This project is read-only.

Problem adding multiple file streams

Aug 18, 2008 at 6:50 PM
I am using your library in a web application and am having a problem when attempting to add multiple file streams as in the following example:

using (ZipFile zip = new ZipFile(context.Response.OutputStream))
    SoapFormatter soapFormatter = new SoapFormatter();

    foreach (string setName in GetAllDataSetNames())
        using (DataSet dataSet = GetDataSet(setName))
            using (MemoryStream memoryStream = new MemoryStream(2048))
                soapFormatter.Serialize(memoryStream, dataSet); //output to memory stream
                zip.AddFileStream(setName, "", memoryStream); //input into the zip archive

    zip.Save(); // <----------------------------------------- Throws ObjectDisposedException (I believe because each reference to memoryStream has been disposed.)

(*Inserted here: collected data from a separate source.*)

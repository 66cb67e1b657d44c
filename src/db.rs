//! Database connection management
//!
//! Builds the Postgres pool behind the production system of record.

pub mod queries;
pub mod service;

pub use service::PgRecord;

use crate::config::DatabaseConfig;
use crate::error::AppError;
use deadpool_postgres::{Config, ManagerConfig, Pool, RecyclingMethod, Runtime};
use tokio_postgres::NoTls;
use tracing::info;

/// Create a connection pool with given configuration
pub async fn create_pool(config: &DatabaseConfig) -> Result<Pool, AppError> {
    let mut cfg = Config::new();
    cfg.host = Some(config.host.clone());
    cfg.port = Some(config.port);
    cfg.user = Some(config.user.clone());
    cfg.password = Some(config.password.clone());
    cfg.dbname = Some(config.database.clone());
    cfg.manager = Some(ManagerConfig {
        recycling_method: RecyclingMethod::Fast,
    });
    cfg.pool = Some(deadpool_postgres::PoolConfig::new(config.max_pool_size));

    let pool = if config.require_tls {
        // Create TLS connector for Neon
        let certs = rustls_native_certs::load_native_certs();
        let mut root_store = rustls::RootCertStore::empty();
        for cert in certs.certs {
            root_store.add(cert).ok();
        }

        let tls_config = rustls::ClientConfig::builder()
            .with_root_certificates(root_store)
            .with_no_client_auth();

        let tls = tokio_postgres_rustls::MakeRustlsConnect::new(tls_config);

        cfg.create_pool(Some(Runtime::Tokio1), tls)
            .map_err(|e| AppError::Config(format!("Failed to create TLS pool: {}", e)))?
    } else {
        cfg.create_pool(Some(Runtime::Tokio1), NoTls)
            .map_err(|e| AppError::Config(format!("Failed to create pool: {}", e)))?
    };

    // Test the connection
    let client = pool.get().await?;
    client.query_one("SELECT 1", &[]).await?;
    drop(client);

    info!(
        "Database connection successful: {}@{}:{}/{} (TLS: {})",
        config.user, config.host, config.port, config.database, config.require_tls
    );
    Ok(pool)
}
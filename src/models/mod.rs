//! Data models and DTOs (Data Transfer Objects)
//!
//! Contains the budget records plus the request/response structures used by the API.

pub mod division;
pub mod snapshot;
pub mod year;

// Re-export commonly used types
pub use division::*;
pub use snapshot::*;
pub use year::*;

use serde::Serialize;

/// Generic success response
#[derive(Serialize)]
pub struct SuccessResponse<T: Serialize> {
    pub success: bool,
    pub message: String,
    #[serde(flatten)]
    pub data: Option<T>,
}

impl<T: Serialize> SuccessResponse<T> {
    pub fn with_data(message: impl Into<String>, data: T) -> Self {
        Self {
            success: true,
            message: message.into(),
            data: Some(data),
        }
    }
}

/// Message-only response (no data)
#[derive(Serialize)]
pub struct MessageResponse {
    pub success: bool,
    pub message: String,
}

impl MessageResponse {
    pub fn new(message: impl Into<String>) -> Self {
        Self {
            success: true,
            message: message.into(),
        }
    }
}
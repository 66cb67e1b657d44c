//! The editable view of a division
//!
//! Payees are held the way an editor types them, one `Name - Amount` line
//! each, so malformed input survives until validation decides what to do
//! with it.

use crate::draft::overlay::DraftOverlay;
use crate::error::AppError;
use crate::models::{Division, Payee, Program};
use serde::{Deserialize, Serialize};

/// Name given to a freshly added program
pub const NEW_PROGRAM_NAME: &str = "New Program";

#[derive(Debug, Clone, Default, PartialEq, Serialize, Deserialize)]
#[serde(rename_all = "camelCase", default)]
pub struct DivisionForm {
    pub id: Option<i64>,
    pub division_name: String,
    pub dean: String,
    pub chair: String,
    pub pen: String,
    pub loc: String,
    pub notes: String,
    pub programs: Vec<ProgramForm>,
}

#[derive(Debug, Clone, Default, PartialEq, Serialize, Deserialize)]
#[serde(rename_all = "camelCase", default)]
pub struct ProgramForm {
    /// Present only for programs the system of record already knows
    pub id: Option<i64>,
    pub program_name: String,
    pub payee_lines: String,
    pub has_been_paid: bool,
    pub report_submitted: bool,
    pub notes: String,
}

/// Split a `Name - Amount` line.
///
/// The last `" - "` separates name from amount when present so hyphenated
/// names survive; otherwise the first `-` does. `None` unless the name is
/// non-blank and the amount is a finite number.
pub fn parse_payee_line(line: &str) -> Option<(String, f64)> {
    let (name, amount) = line.rsplit_once(" - ").or_else(|| line.split_once('-'))?;
    let name = name.trim();
    let amount = amount.trim().parse::<f64>().ok().filter(|a| a.is_finite())?;
    (!name.is_empty()).then(|| (name.to_string(), amount))
}

/// Non-blank lines, trimmed
pub fn payee_lines(text: &str) -> impl Iterator<Item = &str> {
    text.lines().map(str::trim).filter(|l| !l.is_empty())
}

pub fn format_payee_line(name: &str, amount: f64) -> String {
    format!("{} - {}", name, amount)
}

impl ProgramForm {
    pub fn from_program(program: &Program) -> Self {
        Self {
            id: program.id,
            program_name: program.program_name.clone(),
            payee_lines: program
                .payees
                .iter()
                .map(|p| format_payee_line(&p.name, p.amount))
                .collect::<Vec<_>>()
                .join("\n"),
            has_been_paid: program.has_been_paid,
            report_submitted: program.report_submitted,
            notes: program.notes.clone(),
        }
    }

    /// Lenient conversion: a nameless line becomes `TBD`, an unusable amount 0
    pub fn to_program(&self) -> Program {
        let payees = payee_lines(&self.payee_lines)
            .map(|line| match parse_payee_line(line) {
                Some((name, amount)) => Payee::new(name, amount),
                None => {
                    let (name, amount) = line.split_once('-').unwrap_or((line, ""));
                    let name = name.trim();
                    let amount = amount.trim().parse::<f64>().unwrap_or(0.0);
                    if name.is_empty() {
                        Payee::new("TBD", 0.0)
                    } else {
                        Payee::new(name, amount)
                    }
                }
            })
            .collect();

        Program {
            id: self.id,
            program_name: self.program_name.trim().to_string(),
            payees,
            has_been_paid: self.has_been_paid,
            report_submitted: self.report_submitted,
            notes: self.notes.clone(),
        }
    }
}

impl DivisionForm {
    pub fn from_division(division: &Division) -> Self {
        Self {
            id: division.id,
            division_name: division.division_name.clone(),
            dean: division.dean_name.clone(),
            chair: division.chair_name.clone(),
            pen: division.pen_contact.clone(),
            loc: division.loc_rep.clone(),
            notes: division.notes.clone(),
            programs: division.program_list.iter().map(ProgramForm::from_program).collect(),
        }
    }

    pub fn to_division(&self) -> Division {
        Division {
            id: self.id,
            division_name: self.division_name.trim().to_string(),
            dean_name: self.dean.trim().to_string(),
            chair_name: self.chair.trim().to_string(),
            pen_contact: self.pen.trim().to_string(),
            loc_rep: self.loc.trim().to_string(),
            notes: self.notes.clone(),
            program_list: self.programs.iter().map(ProgramForm::to_program).collect(),
        }
    }

    /// Full overlay of the form's current state
    pub fn to_overlay(&self) -> DraftOverlay {
        DraftOverlay::from_division(&self.to_division())
    }

    /// Trimmed name, the overlay name key
    pub fn name_key(&self) -> &str {
        self.division_name.trim()
    }

    fn program_mut(&mut self, index: usize) -> Result<&mut ProgramForm, AppError> {
        let count = self.programs.len();
        self.programs
            .get_mut(index)
            .ok_or_else(|| AppError::BadRequest(format!("Program {} out of range ({} programs)", index + 1, count)))
    }

    /// Apply one editor mutation
    pub fn apply(&mut self, edit: FormEdit) -> Result<(), AppError> {
        match edit {
            FormEdit::SetField { field, value } => *self.field_mut(field) = value,
            FormEdit::SetProgramName { index, value } => self.program_mut(index)?.program_name = value,
            FormEdit::SetPayees { index, lines } => self.program_mut(index)?.payee_lines = lines,
            FormEdit::SetPaid { index, value } => self.program_mut(index)?.has_been_paid = value,
            FormEdit::SetReportSubmitted { index, value } => {
                self.program_mut(index)?.report_submitted = value
            }
            FormEdit::SetProgramNotes { index, value } => self.program_mut(index)?.notes = value,
            FormEdit::AddProgram => self.programs.push(ProgramForm {
                program_name: NEW_PROGRAM_NAME.to_string(),
                ..Default::default()
            }),
            FormEdit::RemoveProgram { index } => {
                self.program_mut(index)?;
                self.programs.remove(index);
            }
        }
        Ok(())
    }

    fn field_mut(&mut self, field: FormField) -> &mut String {
        match field {
            FormField::DivisionName => &mut self.division_name,
            FormField::Dean => &mut self.dean,
            FormField::Chair => &mut self.chair,
            FormField::Pen => &mut self.pen,
            FormField::Loc => &mut self.loc,
            FormField::Notes => &mut self.notes,
        }
    }
}

/// Division-level text fields
#[derive(Debug, Clone, Copy, PartialEq, Eq, Serialize, Deserialize)]
#[serde(rename_all = "camelCase")]
pub enum FormField {
    DivisionName,
    Dean,
    Chair,
    Pen,
    Loc,
    Notes,
}

/// A single field mutation, as posted by the editor
#[derive(Debug, Clone, PartialEq, Serialize, Deserialize)]
#[serde(tag = "op", rename_all = "camelCase")]
pub enum FormEdit {
    SetField { field: FormField, value: String },
    SetProgramName { index: usize, value: String },
    SetPayees { index: usize, lines: String },
    SetPaid { index: usize, value: bool },
    SetReportSubmitted { index: usize, value: bool },
    SetProgramNotes { index: usize, value: String },
    AddProgram,
    RemoveProgram { index: usize },
}

#[cfg(test)]
mod tests {
    use super::*;
    use pretty_assertions::assert_eq;

    #[test]
    fn test_parse_payee_line() {
        assert_eq!(parse_payee_line("Jo - 100"), Some(("Jo".to_string(), 100.0)));
        assert_eq!(parse_payee_line("Mary-Jane - 50.5"), Some(("Mary-Jane".to_string(), 50.5)));
        assert_eq!(parse_payee_line("Al-20"), Some(("Al".to_string(), 20.0)));
        assert_eq!(parse_payee_line("Bo - -5"), Some(("Bo".to_string(), -5.0)));
        assert_eq!(parse_payee_line("Jo"), None);
        assert_eq!(parse_payee_line(" - 10"), None);
        assert_eq!(parse_payee_line("Jo - lots"), None);
        assert_eq!(parse_payee_line("Jo - inf"), None);
    }

    #[test]
    fn test_form_round_trips_division() {
        let division = Division {
            id: Some(2),
            division_name: "Arts".to_string(),
            dean_name: "A. Smith".to_string(),
            program_list: vec![Program {
                id: Some(4),
                program_name: "Music".to_string(),
                payees: vec![Payee::new("Jo", 100.0), Payee::new("Al", 2.5)],
                has_been_paid: true,
                ..Default::default()
            }],
            ..Default::default()
        };

        let form = DivisionForm::from_division(&division);
        assert_eq!(form.programs[0].payee_lines, "Jo - 100\nAl - 2.5");
        assert_eq!(form.to_division(), division);
    }

    #[test]
    fn test_lenient_conversion_of_bad_lines() {
        let form = ProgramForm {
            payee_lines: "Jo - 10\n\n - 5\nAl - many\n".to_string(),
            ..Default::default()
        };
        let payees = form.to_program().payees;
        assert_eq!(
            payees,
            vec![Payee::new("Jo", 10.0), Payee::new("TBD", 0.0), Payee::new("Al", 0.0)]
        );
    }

    #[test]
    fn test_apply_edits() {
        let mut form = DivisionForm::default();
        form.apply(FormEdit::AddProgram).unwrap();
        form.apply(FormEdit::SetField {
            field: FormField::Dean,
            value: "C. Lee".to_string(),
        })
        .unwrap();
        form.apply(FormEdit::SetPayees {
            index: 0,
            lines: "Jo - 1".to_string(),
        })
        .unwrap();

        assert_eq!(form.dean, "C. Lee");
        assert_eq!(form.programs[0].program_name, NEW_PROGRAM_NAME);
        assert_eq!(form.programs[0].payee_lines, "Jo - 1");

        let err = form.apply(FormEdit::RemoveProgram { index: 3 }).unwrap_err();
        assert!(matches!(err, AppError::BadRequest(_)));
        form.apply(FormEdit::RemoveProgram { index: 0 }).unwrap();
        assert!(form.programs.is_empty());
    }

    #[test]
    fn test_edit_json_shape() {
        let edit: FormEdit =
            serde_json::from_str(r#"{"op":"setPaid","index":1,"value":true}"#).unwrap();
        assert_eq!(edit, FormEdit::SetPaid { index: 1, value: true });
    }
}
//! Error handling module
//!
//! Provides unified error types and handling for the entire application.

use axum::{
    http::StatusCode,
    response::{IntoResponse, Response},
    Json,
};
use serde::Serialize;
use thiserror::Error;
use tracing::{error, warn};

/// Application-wide error type
#[derive(Error, Debug)]
pub enum AppError {
    #[error("Database error: {0}")]
    Database(#[from] tokio_postgres::Error),

    #[error("Pool error: {0}")]
    Pool(#[from] deadpool_postgres::PoolError),

    #[error("Validation error: {0}")]
    Validation(String),

    /// Required fields still missing; carries the ordered issue labels
    #[error("Required fields missing: {}", .0.join(", "))]
    RequiredFields(Vec<String>),

    #[error("Not found: {0}")]
    NotFound(String),

    #[error("Conflict: {0}")]
    Conflict(String),

    /// Network or store failure that the caller may retry by hand
    #[error("Transient I/O error: {0}")]
    TransientIo(String),

    #[error("Bad request: {0}")]
    BadRequest(String),

    #[error("Internal error: {0}")]
    Internal(String),

    #[error("Configuration error: {0}")]
    Config(String),
}

impl AppError {
    /// Whether the failure came from the store or network rather than the request
    pub fn is_transient(&self) -> bool {
        matches!(
            self,
            AppError::TransientIo(_) | AppError::Database(_) | AppError::Pool(_)
        )
    }
}

/// Error response structure
#[derive(Serialize)]
pub struct ErrorResponse {
    pub success: bool,
    pub message: String,
    #[serde(skip_serializing_if = "Option::is_none")]
    pub error: Option<String>,
    #[serde(skip_serializing_if = "Option::is_none")]
    pub code: Option<String>,
    #[serde(skip_serializing_if = "Option::is_none")]
    pub issues: Option<Vec<String>>,
}

impl IntoResponse for AppError {
    fn into_response(self) -> Response {
        let mut issues = None;
        let (status, error_code, message, details) = match &self {
            AppError::Database(e) => {
                error!("Database error: {:?}", e);
                (
                    StatusCode::INTERNAL_SERVER_ERROR,
                    "DATABASE_ERROR",
                    "A database error occurred".to_string(),
                    Some(e.to_string()),
                )
            }
            AppError::Pool(e) => {
                error!("Pool error: {:?}", e);
                (
                    StatusCode::SERVICE_UNAVAILABLE,
                    "POOL_EXHAUSTED",
                    "Database connection pool exhausted".to_string(),
                    Some(e.to_string()),
                )
            }
            AppError::Validation(msg) => (
                StatusCode::BAD_REQUEST,
                "VALIDATION_ERROR",
                msg.clone(),
                None,
            ),
            AppError::RequiredFields(labels) => {
                issues = Some(labels.clone());
                (
                    StatusCode::UNPROCESSABLE_ENTITY,
                    "REQUIRED_FIELDS",
                    "Some required fields are empty".to_string(),
                    None,
                )
            }
            AppError::NotFound(msg) => (
                StatusCode::NOT_FOUND,
                "NOT_FOUND",
                msg.clone(),
                None,
            ),
            AppError::Conflict(msg) => (
                StatusCode::CONFLICT,
                "CONFLICT",
                msg.clone(),
                None,
            ),
            AppError::TransientIo(msg) => {
                warn!("Transient I/O error: {}", msg);
                (
                    StatusCode::SERVICE_UNAVAILABLE,
                    "TRANSIENT_IO",
                    "The system of record is unavailable, try again".to_string(),
                    Some(msg.clone()),
                )
            }
            AppError::BadRequest(msg) => (
                StatusCode::BAD_REQUEST,
                "BAD_REQUEST",
                msg.clone(),
                None,
            ),
            AppError::Internal(msg) => {
                error!("Internal error: {}", msg);
                (
                    StatusCode::INTERNAL_SERVER_ERROR,
                    "INTERNAL_ERROR",
                    "An internal error occurred".to_string(),
                    Some(msg.clone()),
                )
            }
            AppError::Config(msg) => {
                error!("Configuration error: {}", msg);
                (
                    StatusCode::INTERNAL_SERVER_ERROR,
                    "CONFIG_ERROR",
                    "A configuration error occurred".to_string(),
                    Some(msg.clone()),
                )
            }
        };

        let body = Json(ErrorResponse {
            success: false,
            message,
            error: details,
            code: Some(error_code.to_string()),
            issues,
        });

        (status, body).into_response()
    }
}

/// Result type alias for API handlers
pub type ApiResult<T> = Result<T, AppError>;

/// Helper function to create a validation error
pub fn validation_error(msg: impl Into<String>) -> AppError {
    AppError::Validation(msg.into())
}

/// Helper function to create a not found error
pub fn not_found_error(msg: impl Into<String>) -> AppError {
    AppError::NotFound(msg.into())
}

/// Helper function to create a conflict error
pub fn conflict_error(msg: impl Into<String>) -> AppError {
    AppError::Conflict(msg.into())
}
//! Draft editing
//!
//! Local overlays, the merge that turns base + overlay into the editable
//! view, required-field validation and the commit pipeline.

pub mod commit;
pub mod debounce;
pub mod form;
pub mod merge;
pub mod overlay;
pub mod session;
pub mod validate;

pub use commit::DraftContext;
pub use overlay::{FileOverlayBackend, OverlayStore};
pub use session::{EditSession, ExitDecision, PresetAnswer, Selection};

I tried moving the call to zip.Save() into the using block for the memoryStream, but the second call to zip.Save() then fails.

For a workaround I am going to try and keep a list of MemoryStream objects all of which are open until the zip.Save() call, then dispose each MemoryStream object in the list.

Am I missing something here?

Thanks for your library and your support!
Aug 19, 2008 at 12:53 AM
You are not missing anything.

The first case, where the call to ZipFile.Save() is made after the MemoryStream objects have been disposed, is expected to fail, for the reason you described.  The .Save() method is when the data is actually read from the input streams and written to the (output) archive, so you need to have the input streams available at the time of Save().

Before I talk about the second case, let me describe the zip format, and how Save() works: a zip archive is a series of streams of data, one per archived file, followed by a footer, which contains directory information - a list of all the files stored in the archive along with a bit of metadata for each file.  When you call Save(), all the streams for each entry in the zip are emitted, and then the footer is produced and written to the output stream.  The footer directory contains info for all the files that were in the archive that was read in (if you used the ZipFile() constructor that reads in a zip archive), plus all the files that were added with an AddFile / AddItem method call since instantiation.     

If you call Save() on a ZipFile that has the filesystem as the backing store, then the Zip library effectively READS the zip archive after having written it.  It doesn't really read-in all the data, but the effect is the same. The state of the ZipFile() instance is as if the file just written, had been freshly read.  You can then add new files to the ZipFile with AddFile(), or remove files with RemoveFile(), and call Save() again.  (and again and again).  At each Save(), all the file data is written and a new, consistent footer is generated.  The filesystem gets the latest zip file.  Everything is rosy.

BUT!  if the output for the ZipFile is a write-only stream (as it is in your case, the ASP.NET Response output stream), then the ZipFile cannot behave the same way.  Once Save() is called, then it is not really possible to call Save() again, with reasonable semantics or behavior.  When Save() completes, the library has written the footer information to the stream.  The zipfile content has now been completely written to the output.   If you call Save() again, the library cannot "unwrite" the footer information from the first Save().  The library cannot "reel in" the previously written zip data. 

Therefore in the 2nd case, where you moved the Save() into the using() clause for the MemoryStream - the first call succeeds, but subsequent calls will not. 

If you had used a zip archive on the disk as an output, then this usage pattern would succeed. 

Summing up:
  • it might be reasonable to say, "the library should fail more gracefully, or with a more intuitive error message, whenI try to call Save() repeatedly on an output stream".  I could look into fixing *that*.  Please create a workitem if you think this is appropriate.
  • it is certainly reasonable to say "this ought to be documented more clearly"  or "this ought to be documented (period)."  I will fix this.
  • your workaround, to keep all the streams available and call Save() once, is the only reasonable approach to take in the ASP.NET case where you are writing to the Response.Output stream.
  • A different option is to write the zip to a filesystem file, then when the last Save() is complete, stream that file to Response.Output.